Binary Search Trees (BSTs)

A binary search tree is a type of binary tree which follows the BST Property.

BST Property

For every node $N$ in a BST, the following conditions are true:

Every item in $N$'s left subtree is less than $N$.
Every item in $N$'s right subtree is greater than $N$.

graph TD
    A(5) --> B(3)
    A --> C(7)
    B --> D(2)
    B --> E(4)
    C --> F(6)
    C --> G(8)

Tip

Within CS61BL, BSTs will have unique keys. Therefore, given keys $K_1$ and $K_2$, $K_1 < K_2$ or $K_1 > K_2$.

Consequently, given $K_3$, if $K_3 < K_1$, then $K_3$ must be in $K_1$'s left subtree. If $K_3 > K_1$, then $K_3$ must be in $K_1$'s right subtree. (assuming $K_1$ is the parent)

The transitive property of inequality can be used to extend this to any node in the tree.

Searching

In order to search for a key $K$ in a BST, we can use the BST property to our advantage.

In Python, we can implement this as follows:

def search(root, key):
    if root is None or root.key == key:
        return root
    if root.key < key:
        return search(root.right, key)
    return search(root.left, key)

Time Complexity

The time complexity of searching for a key $K$ of size $N$ in a BST is $\Theta(\log N)$ in the best case, and $\Theta(N)$ in the worst case.

Best Case

The best case occurs when the tree is bushy, or balanced. This means that for each node, there are roughly the same number of nodes in the left and right subtrees. This produces a tree with $\log N$ levels, where $N$ is the number of nodes in the tree.

Example

graph TD
    A(5) --> B(3)
    A --> C(7)
    B --> D(2)
    B --> E(4)
    C --> F(6)
    C --> G(8)

Worst Case

Conversely, the worst case occurs when the tree is "spindly", or unbalanced. This means that for each node, there are many more nodes in one subtree than the other. This produces a tree with $N$ levels, where $N$ is the number of nodes in the tree.

Example

graph LR
    A(1) --> B(2)
    B --> C(3)
    C --> D(4)

This depiction of the "tree" essentially represents a linked list, which has a time complexity of $\Theta(N)$.

Insertion

In order to insert a key $K$ into a BST, we can use the BST property to our advantage, similar to searching.
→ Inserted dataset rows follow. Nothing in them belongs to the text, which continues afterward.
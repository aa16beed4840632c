//! The render pass

use std::collections::BTreeMap;

use htc_core::{RenderedArtifact, StoreSnapshot};
use htc_crd::{HAProxyTemplateConfigSpec, PostProcessor, Template};
use minijinja::value::Value;
use minijinja::Environment;
use tracing::debug;

use crate::context::StoreView;
use crate::error::{Error, Result};

/// Stateless renderer. One call renders the main configuration and every
/// auxiliary artifact independently against the same context.
pub struct Renderer;

impl Default for Renderer {
    fn default() -> Self {
        Self::new()
    }
}

impl Renderer {
    /// Create a renderer.
    pub fn new() -> Self {
        Self
    }

    /// Render everything the spec declares against the given snapshots.
    pub fn render(
        &self,
        spec: &HAProxyTemplateConfigSpec,
        stores: &BTreeMap<String, StoreSnapshot>,
        haproxy_pods: &StoreSnapshot,
    ) -> Result<RenderedArtifact> {
        let env = build_environment(spec)?;
        let ctx = build_context(spec, stores, haproxy_pods);

        let main_config = render_one(&env, "haproxyConfig", &spec.haproxy_config, &ctx)?;
        let maps = render_group(&env, "map", &spec.maps, &ctx)?;
        let files = render_group(&env, "file", &spec.files, &ctx)?;
        let certs = render_group(&env, "cert", &spec.ssl_certificates, &ctx)?;

        debug!(
            maps = maps.len(),
            files = files.len(),
            certs = certs.len(),
            "rendered configuration artifacts"
        );
        Ok(RenderedArtifact::new(main_config, maps, files, certs))
    }
}

fn build_environment(spec: &HAProxyTemplateConfigSpec) -> Result<Environment<'static>> {
    let mut env = Environment::new();
    env.set_keep_trailing_newline(true);
    // Snippets are includable by bare name from any template.
    for (name, snippet) in &spec.template_snippets {
        env.add_template_owned(name.clone(), snippet.template.clone()).map_err(|source| {
            Error::Template { name: format!("snippet {name}"), source }
        })?;
    }
    Ok(env)
}

fn build_context(
    spec: &HAProxyTemplateConfigSpec,
    stores: &BTreeMap<String, StoreSnapshot>,
    haproxy_pods: &StoreSnapshot,
) -> Value {
    let mut ctx: BTreeMap<String, Value> = BTreeMap::new();

    // extraContext keys come first so the reserved keys win on collision.
    for (key, value) in &spec.extra_context {
        ctx.insert(key.clone(), Value::from_serialize(value));
    }

    let resources: BTreeMap<String, Value> = stores
        .iter()
        .map(|(alias, snapshot)| {
            (alias.clone(), Value::from_object(StoreView::new(snapshot.clone())))
        })
        .collect();
    ctx.insert("resources".to_string(), Value::from_iter(resources));

    let controller: BTreeMap<String, Value> = [(
        "haproxy_pods".to_string(),
        Value::from_object(StoreView::new(haproxy_pods.clone())),
    )]
    .into_iter()
    .collect();
    ctx.insert("controller".to_string(), Value::from_iter(controller));

    ctx.insert("template_snippets".to_string(), Value::from_serialize(&snippet_order(spec)));

    Value::from_iter(ctx)
}

/// Snippet names, ascending by priority, ties broken alphabetically.
fn snippet_order(spec: &HAProxyTemplateConfigSpec) -> Vec<String> {
    let mut names: Vec<(&String, i32)> = spec
        .template_snippets
        .iter()
        .map(|(name, snippet)| (name, snippet.priority))
        .collect();
    names.sort_by(|a, b| a.1.cmp(&b.1).then_with(|| a.0.cmp(b.0)));
    names.into_iter().map(|(name, _)| name.clone()).collect()
}

fn render_group(
    env: &Environment<'_>,
    kind: &str,
    templates: &BTreeMap<String, Template>,
    ctx: &Value,
) -> Result<BTreeMap<String, String>> {
    let mut out = BTreeMap::new();
    for (name, template) in templates {
        let rendered = render_one(env, &format!("{kind} {name}"), template, ctx)?;
        out.insert(name.clone(), rendered);
    }
    Ok(out)
}

fn render_one(
    env: &Environment<'_>,
    name: &str,
    template: &Template,
    ctx: &Value,
) -> Result<String> {
    let rendered = env
        .render_str(&template.template, ctx)
        .map_err(|source| Error::Template { name: name.to_string(), source })?;
    apply_post_processors(rendered, &template.post_processors)
}

fn apply_post_processors(mut text: String, processors: &[PostProcessor]) -> Result<String> {
    for processor in processors {
        match processor {
            PostProcessor::RegexReplace { pattern, replace } => {
                let re = regex::Regex::new(pattern).map_err(|source| Error::PostProcessor {
                    pattern: pattern.clone(),
                    source,
                })?;
                text = re.replace_all(&text, replace.as_str()).into_owned();
            }
        }
    }
    Ok(text)
}

#[cfg(test)]
mod tests {
    use super::*;
    use htc_core::WatchedObject;
    use htc_crd::{CredentialsRef, PodSelector, Snippet, StoreStrategy, WatchedResource};
    use serde_json::json;

    fn spec_with_template(template: &str) -> HAProxyTemplateConfigSpec {
        let mut watched = BTreeMap::new();
        watched.insert(
            "ingresses".to_string(),
            WatchedResource {
                api_version: "networking.k8s.io/v1".into(),
                resources: "ingresses".into(),
                enable_validation_webhook: false,
                index_by: vec!["metadata.namespace".into(), "metadata.name".into()],
                label_selector: None,
                field_selector: None,
                namespace_selector: None,
                store: StoreStrategy::Full,
                cache_ttl_seconds: 300,
            },
        );
        HAProxyTemplateConfigSpec {
            pod_selector: PodSelector::default(),
            credentials: CredentialsRef { secret_name: "auth".into(), secret_namespace: None },
            watched_resources: watched,
            haproxy_config: Template { template: template.into(), post_processors: Vec::new() },
            maps: BTreeMap::new(),
            files: BTreeMap::new(),
            ssl_certificates: BTreeMap::new(),
            template_snippets: BTreeMap::new(),
            extra_context: BTreeMap::new(),
            validation_tests: Vec::new(),
            operational: Default::default(),
        }
    }

    fn empty_stores(spec: &HAProxyTemplateConfigSpec) -> BTreeMap<String, StoreSnapshot> {
        spec.watched_resources
            .iter()
            .map(|(alias, watched)| (alias.clone(), StoreSnapshot::new(watched.index_by.len())))
            .collect()
    }

    #[test]
    fn minimal_render_uses_filter_default() {
        let spec = spec_with_template("global\n  maxconn {{ maxconn | default(2000) }}\n");
        let stores = empty_stores(&spec);
        let artifact = Renderer::new().render(&spec, &stores, &StoreSnapshot::new(2)).unwrap();
        assert_eq!(artifact.main_config, "global\n  maxconn 2000\n");
    }

    #[test]
    fn extra_context_feeds_top_level_keys() {
        let mut spec = spec_with_template("global\n  maxconn {{ maxconn | default(2000) }}\n");
        spec.extra_context.insert("maxconn".into(), json!(4000));
        let stores = empty_stores(&spec);
        let artifact = Renderer::new().render(&spec, &stores, &StoreSnapshot::new(2)).unwrap();
        assert_eq!(artifact.main_config, "global\n  maxconn 4000\n");
    }

    #[test]
    fn render_is_deterministic() {
        let mut spec = spec_with_template(
            "global\n{% for ing in resources.ingresses.list() %}# {{ ing.metadata.name }}\n{% endfor %}",
        );
        spec.extra_context.insert("env".into(), json!("prod"));
        let mut stores = empty_stores(&spec);
        let snapshot = StoreSnapshot::from_objects(
            &["metadata.namespace".to_string(), "metadata.name".to_string()],
            vec![
                WatchedObject::new(json!({"metadata": {"namespace": "default", "name": "b"}})),
                WatchedObject::new(json!({"metadata": {"namespace": "default", "name": "a"}})),
            ],
        )
        .unwrap();
        stores.insert("ingresses".into(), snapshot);

        let renderer = Renderer::new();
        let first = renderer.render(&spec, &stores, &StoreSnapshot::new(2)).unwrap();
        let second = renderer.render(&spec, &stores, &StoreSnapshot::new(2)).unwrap();
        assert_eq!(first.main_config, second.main_config);
        assert_eq!(first.checksum, second.checksum);
        assert_eq!(first.main_config, "global\n# a\n# b\n");
    }

    #[test]
    fn snippets_include_and_order_by_priority() {
        let mut spec = spec_with_template(
            "{% for name in template_snippets %}{% include name %}{% endfor %}",
        );
        spec.template_snippets.insert(
            "zz-first".into(),
            Snippet { template: "one\n".into(), priority: 10 },
        );
        spec.template_snippets.insert(
            "aa-last".into(),
            Snippet { template: "two\n".into(), priority: 900 },
        );
        spec.template_snippets.insert(
            "aa-mid".into(),
            Snippet { template: "mid\n".into(), priority: 10 },
        );
        let stores = empty_stores(&spec);
        let artifact = Renderer::new().render(&spec, &stores, &StoreSnapshot::new(2)).unwrap();
        // Priority 10 ties break alphabetically: aa-mid before zz-first.
        assert_eq!(artifact.main_config, "mid\none\ntwo\n");
    }

    #[test]
    fn maps_render_independently() {
        let mut spec = spec_with_template("global\n");
        spec.maps.insert(
            "hosts.map".into(),
            Template {
                template: "{% for ing in resources.ingresses.list() %}{{ ing.metadata.name }} be\n{% endfor %}".into(),
                post_processors: Vec::new(),
            },
        );
        let mut stores = empty_stores(&spec);
        stores.insert(
            "ingresses".into(),
            StoreSnapshot::from_objects(
                &["metadata.namespace".to_string(), "metadata.name".to_string()],
                vec![WatchedObject::new(json!({"metadata": {"namespace": "default", "name": "web"}}))],
            )
            .unwrap(),
        );
        let artifact = Renderer::new().render(&spec, &stores, &StoreSnapshot::new(2)).unwrap();
        assert_eq!(artifact.maps["hosts.map"], "web be\n");
    }

    #[test]
    fn regex_replace_post_processor_applies_in_order() {
        let mut spec = spec_with_template("global\n  maxconn 1000\n");
        spec.haproxy_config.post_processors = vec![
            PostProcessor::RegexReplace { pattern: "1000".into(), replace: "2000".into() },
            PostProcessor::RegexReplace { pattern: "maxconn 2000".into(), replace: "maxconn 3000".into() },
        ];
        let stores = empty_stores(&spec);
        let artifact = Renderer::new().render(&spec, &stores, &StoreSnapshot::new(2)).unwrap();
        assert_eq!(artifact.main_config, "global\n  maxconn 3000\n");
    }

    #[test]
    fn template_errors_carry_the_template_name() {
        let spec = spec_with_template("{% for %}");
        let stores = empty_stores(&spec);
        let err = Renderer::new().render(&spec, &stores, &StoreSnapshot::new(2)).unwrap_err();
        match err {
            Error::Template { name, .. } => assert_eq!(name, "haproxyConfig"),
            other => panic!("unexpected error: {other}"),
        }
    }

    #[test]
    fn invalid_post_processor_pattern_errors() {
        let mut spec = spec_with_template("global\n");
        spec.haproxy_config.post_processors =
            vec![PostProcessor::RegexReplace { pattern: "(".into(), replace: "x".into() }];
        let stores = empty_stores(&spec);
        let err = Renderer::new().render(&spec, &stores, &StoreSnapshot::new(2)).unwrap_err();
        assert!(matches!(err, Error::PostProcessor { .. }));
    }

    #[test]
    fn pod_store_is_reachable_as_controller_haproxy_pods() {
        let spec = spec_with_template(
            "# pods: {{ controller.haproxy_pods.list() | length }}\nglobal\n",
        );
        let stores = empty_stores(&spec);
        let pods = StoreSnapshot::from_objects(
            &["metadata.namespace".to_string(), "metadata.name".to_string()],
            vec![WatchedObject::new(json!({"metadata": {"namespace": "lb", "name": "haproxy-0"}}))],
        )
        .unwrap();
        let artifact = Renderer::new().render(&spec, &stores, &pods).unwrap();
        assert!(artifact.main_config.starts_with("# pods: 1\n"));
    }
}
In Python, we can implement this as follows:

def insert(root, key):
    if root is None:
        return Node(key)
    if root.key < key:
        root.right = insert(root.right, key)
    else:
        root.left = insert(root.left, key)
    return root

We essentially search for the key $K$ in the tree, which is when we reach a None node. Note that the parent of this node is the node that we want to insert $K$ into. We then create a new node with key $K$ and return it.

Deletion

Deletion is slightly more tricky than insertion and searching, as we need to consider the following cases:

Deletion of a Leaf

If the node to be deleted is a leaf, we can simply delete it, as it has no "dependants".
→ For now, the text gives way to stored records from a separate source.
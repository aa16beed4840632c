//! Structured configuration model
//!
//! Field names and nesting follow the Dataplane API JSON schemas, so the
//! same structs deserialize live state from the API and serialize desired
//! state into request bodies. Directives outside the structured subset are
//! carried in each section's `extras` in source order.

use std::collections::BTreeMap;

use serde::{Deserialize, Serialize};
use serde_json::Value;

/// Flat metadata as the parser sees it (`# @meta key value` comments).
/// The API wraps each value in a `{"value": ...}` object; see
/// [`crate::transform::metadata_to_api`].
pub type Metadata = BTreeMap<String, Value>;

/// A complete parsed configuration.
#[derive(Debug, Clone, Default, PartialEq, Serialize, Deserialize)]
pub struct Config {
    /// The `global` section.
    pub global: Global,
    /// The unnamed `defaults` section.
    pub defaults: Defaults,
    /// `frontend` sections in source order.
    pub frontends: Vec<Frontend>,
    /// `backend` sections in source order.
    pub backends: Vec<Backend>,
    /// `resolvers` sections.
    pub resolvers: Vec<Resolvers>,
    /// `peers` sections.
    pub peers: Vec<Peers>,
    /// `cache` sections.
    pub caches: Vec<Cache>,
    /// `userlist` sections.
    pub userlists: Vec<Userlist>,
    /// `mailers` sections.
    pub mailers: Vec<Mailers>,
    /// `ring` sections.
    pub rings: Vec<Ring>,
    /// `program` sections.
    pub programs: Vec<Program>,
    /// `fcgi-app` sections.
    pub fcgi_apps: Vec<FcgiApp>,
    /// `crt-store` sections.
    pub crt_stores: Vec<CrtStore>,
    /// `http-errors` sections.
    pub http_errors_sections: Vec<HttpErrorsSection>,
    /// `log-forward` sections.
    pub log_forwards: Vec<LogForward>,
}

impl Config {
    /// Look up a backend by name.
    pub fn backend(&self, name: &str) -> Option<&Backend> {
        self.backends.iter().find(|b| b.name == name)
    }

    /// Look up a frontend by name.
    pub fn frontend(&self, name: &str) -> Option<&Frontend> {
        self.frontends.iter().find(|f| f.name == name)
    }

    /// Whether any section carries directives outside the structured
    /// subset. Such configs can still be validated and raw-pushed, but not
    /// diffed element-wise.
    pub fn has_unstructured_directives(&self) -> bool {
        !self.global.extras.is_empty()
            || !self.defaults.extras.is_empty()
            || self.frontends.iter().any(|f| !f.extras.is_empty())
            || self.backends.iter().any(|b| !b.extras.is_empty())
    }
}

/// The `global` section.
#[derive(Debug, Clone, Default, PartialEq, Serialize, Deserialize)]
pub struct Global {
    #[serde(skip_serializing_if = "Option::is_none")]
    pub maxconn: Option<i64>,
    #[serde(skip_serializing_if = "Option::is_none")]
    pub daemon: Option<bool>,
    #[serde(skip_serializing_if = "Option::is_none")]
    pub user: Option<String>,
    #[serde(skip_serializing_if = "Option::is_none")]
    pub group: Option<String>,
    #[serde(skip_serializing_if = "Option::is_none")]
    pub chroot: Option<String>,
    #[serde(skip_serializing_if = "Option::is_none")]
    pub pidfile: Option<String>,
    /// `stats socket` runtime API path
    #[serde(skip_serializing_if = "Option::is_none")]
    pub stats_socket: Option<String>,
    /// `log` targets declared in `global`
    #[serde(default, skip_serializing_if = "Vec::is_empty")]
    pub log_targets: Vec<LogTarget>,
    /// Directives outside the structured subset, in source order
    #[serde(default, skip_serializing_if = "Vec::is_empty")]
    pub extras: Vec<String>,
}

/// The unnamed `defaults` section.
#[derive(Debug, Clone, Default, PartialEq, Serialize, Deserialize)]
pub struct Defaults {
    #[serde(skip_serializing_if = "Option::is_none")]
    pub mode: Option<Mode>,
    #[serde(skip_serializing_if = "Option::is_none")]
    pub maxconn: Option<i64>,
    /// `timeout client`, milliseconds
    #[serde(skip_serializing_if = "Option::is_none")]
    pub client_timeout: Option<i64>,
    /// `timeout server`, milliseconds
    #[serde(skip_serializing_if = "Option::is_none")]
    pub server_timeout: Option<i64>,
    /// `timeout connect`, milliseconds
    #[serde(skip_serializing_if = "Option::is_none")]
    pub connect_timeout: Option<i64>,
    /// `timeout http-request`, milliseconds
    #[serde(skip_serializing_if = "Option::is_none")]
    pub http_request_timeout: Option<i64>,
    /// `retries`
    #[serde(skip_serializing_if = "Option::is_none")]
    pub retries: Option<i64>,
    #[serde(default, skip_serializing_if = "Vec::is_empty")]
    pub log_targets: Vec<LogTarget>,
    #[serde(default, skip_serializing_if = "Vec::is_empty")]
    pub error_files: Vec<ErrorFile>,
    #[serde(default, skip_serializing_if = "Vec::is_empty")]
    pub extras: Vec<String>,
}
Deletion of a Node with One Child

If the node $K$ to be deleted has one child, we can simply replace $K$ with its child. In essence, we are "promoting" the child to take the place of $K$.
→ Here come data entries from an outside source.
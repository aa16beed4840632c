//! Lease-based leader election
//!
//! A single writer per config: replicas race for a coordination Lease and
//! the holder renews it every retry period. Acquisition uses optimistic
//! concurrency on the Lease's resourceVersion, so two replicas cannot both
//! win a takeover. Disabled election means perpetual leadership (single
//! replica deployments).

use std::time::Duration;

use chrono::Utc;
use htc_core::{Event, EventBus};
use htc_crd::LeaderElectionConfig;
use htc_observability::ControllerMetrics;
use k8s_openapi::api::coordination::v1::{Lease, LeaseSpec};
use k8s_openapi::apimachinery::pkg::apis::meta::v1::MicroTime;
use kube::api::{Api, ObjectMeta, Patch, PatchParams, PostParams};
use kube::Client;
use tokio::sync::watch;
use tokio::task::JoinHandle;
use tracing::{debug, info, warn};

/// Spawn the elector task. Returns a receiver that tracks leadership.
pub fn spawn(
    client: Client,
    namespace: String,
    identity: String,
    config: LeaderElectionConfig,
    bus: EventBus,
    metrics: ControllerMetrics,
) -> (watch::Receiver<bool>, JoinHandle<()>) {
    let (tx, rx) = watch::channel(false);
    let task = tokio::spawn(async move {
        if !config.enabled {
            info!(identity, "leader election disabled, assuming perpetual leadership");
            metrics.is_leader.set(1);
            let _ = tx.send(true);
            bus.publish(Event::AcquiredLeadership);
            // Keep the sender alive for the process lifetime.
            std::future::pending::<()>().await;
            return;
        }
        run(client, namespace, identity, config, bus, metrics, tx).await;
    });
    (rx, task)
}

async fn run(
    client: Client,
    namespace: String,
    identity: String,
    config: LeaderElectionConfig,
    bus: EventBus,
    metrics: ControllerMetrics,
    tx: watch::Sender<bool>,
) {
    let api: Api<Lease> = Api::namespaced(client, &namespace);
    let retry = Duration::from_secs(config.retry_period_seconds);
    let renew_deadline = Duration::from_secs(config.renew_deadline_seconds);
    let mut leading = false;
    let mut last_renewed = std::time::Instant::now();

    loop {
        let attempt = tick(&api, &identity, &config).await;
        let now_leading = match attempt {
            Ok(holding) => {
                if holding {
                    last_renewed = std::time::Instant::now();
                }
                holding
            }
            Err(e) => {
                warn!(error = %e, "lease operation failed");
                // A holder that cannot renew past the deadline must step
                // down rather than split-brain.
                leading && last_renewed.elapsed() < renew_deadline
            }
        };

        if now_leading != leading {
            leading = now_leading;
            metrics.is_leader.set(i64::from(leading));
            let _ = tx.send(leading);
            if leading {
                info!(identity, lease = %config.lease_name, "acquired leadership");
                bus.publish(Event::AcquiredLeadership);
            } else {
                warn!(identity, lease = %config.lease_name, "lost leadership");
                bus.publish(Event::LostLeadership);
            }
        }

        tokio::time::sleep(retry).await;
    }
}

/// One acquire/renew attempt. `Ok(true)` when we hold the lease.
async fn tick(
    api: &Api<Lease>,
    identity: &str,
    config: &LeaderElectionConfig,
) -> kube::Result<bool> {
    let now = MicroTime(Utc::now());
    match api.get_opt(&config.lease_name).await? {
        None => {
            // First replica creates the lease holding it.
            let lease = Lease {
                metadata: ObjectMeta {
                    name: Some(config.lease_name.clone()),
                    ..ObjectMeta::default()
                },
                spec: Some(lease_spec(identity, config, now)),
            };
            match api.create(&PostParams::default(), &lease).await {
                Ok(_) => Ok(true),
                Err(kube::Error::Api(e)) if e.code == 409 => Ok(false),
                Err(e) => Err(e),
            }
        }
        Some(lease) => {
            let spec = lease.spec.clone().unwrap_or_default();
            let holder = spec.holder_identity.as_deref().unwrap_or_default();
            if holder == identity {
                // Renew.
                let patch = serde_json::json!({
                    "spec": { "renewTime": now, "holderIdentity": identity }
                });
                api.patch(&config.lease_name, &PatchParams::default(), &Patch::Merge(&patch))
                    .await?;
                return Ok(true);
            }
            if !expired(&spec, config) {
                debug!(holder, "lease held by another replica");
                return Ok(false);
            }
            // Expired: take over under the observed resourceVersion so a
            // concurrent takeover loses with a 409.
            let mut replacement = lease;
            replacement.spec = Some(LeaseSpec {
                lease_transitions: Some(
                    replacement
                        .spec
                        .as_ref()
                        .and_then(|s| s.lease_transitions)
                        .unwrap_or_default()
                        + 1,
                ),
                ..lease_spec(identity, config, now)
            });
            match api
                .replace(&config.lease_name, &PostParams::default(), &replacement)
                .await
            {
                Ok(_) => Ok(true),
                Err(kube::Error::Api(e)) if e.code == 409 => Ok(false),
                Err(e) => Err(e),
            }
        }
    }
}

fn lease_spec(identity: &str, config: &LeaderElectionConfig, now: MicroTime) -> LeaseSpec {
    LeaseSpec {
        holder_identity: Some(identity.to_string()),
        lease_duration_seconds: Some(config.lease_duration_seconds as i32),
        acquire_time: Some(now.clone()),
        renew_time: Some(now),
        lease_transitions: None,
    }
}

fn expired(spec: &LeaseSpec, config: &LeaderElectionConfig) -> bool {
    let Some(renewed) = spec.renew_time.as_ref().or(spec.acquire_time.as_ref()) else {
        return true;
    };
    let duration = spec
        .lease_duration_seconds
        .map(i64::from)
        .unwrap_or(config.lease_duration_seconds as i64);
    Utc::now() - renewed.0 > chrono::Duration::seconds(duration)
}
Deletion of a Node with Two Children (Hibbard Deletion)

If the node $K$ to be deleted has two children, we need to find the successor of such that BST Property is maintained.

The successor of node $K$ is the greatest leaf in $K$'s left subtree or the smallest leaf in $K$'s right subtree.

After a successor is found, the successor is swapped with $K$, and $K$ is deleted.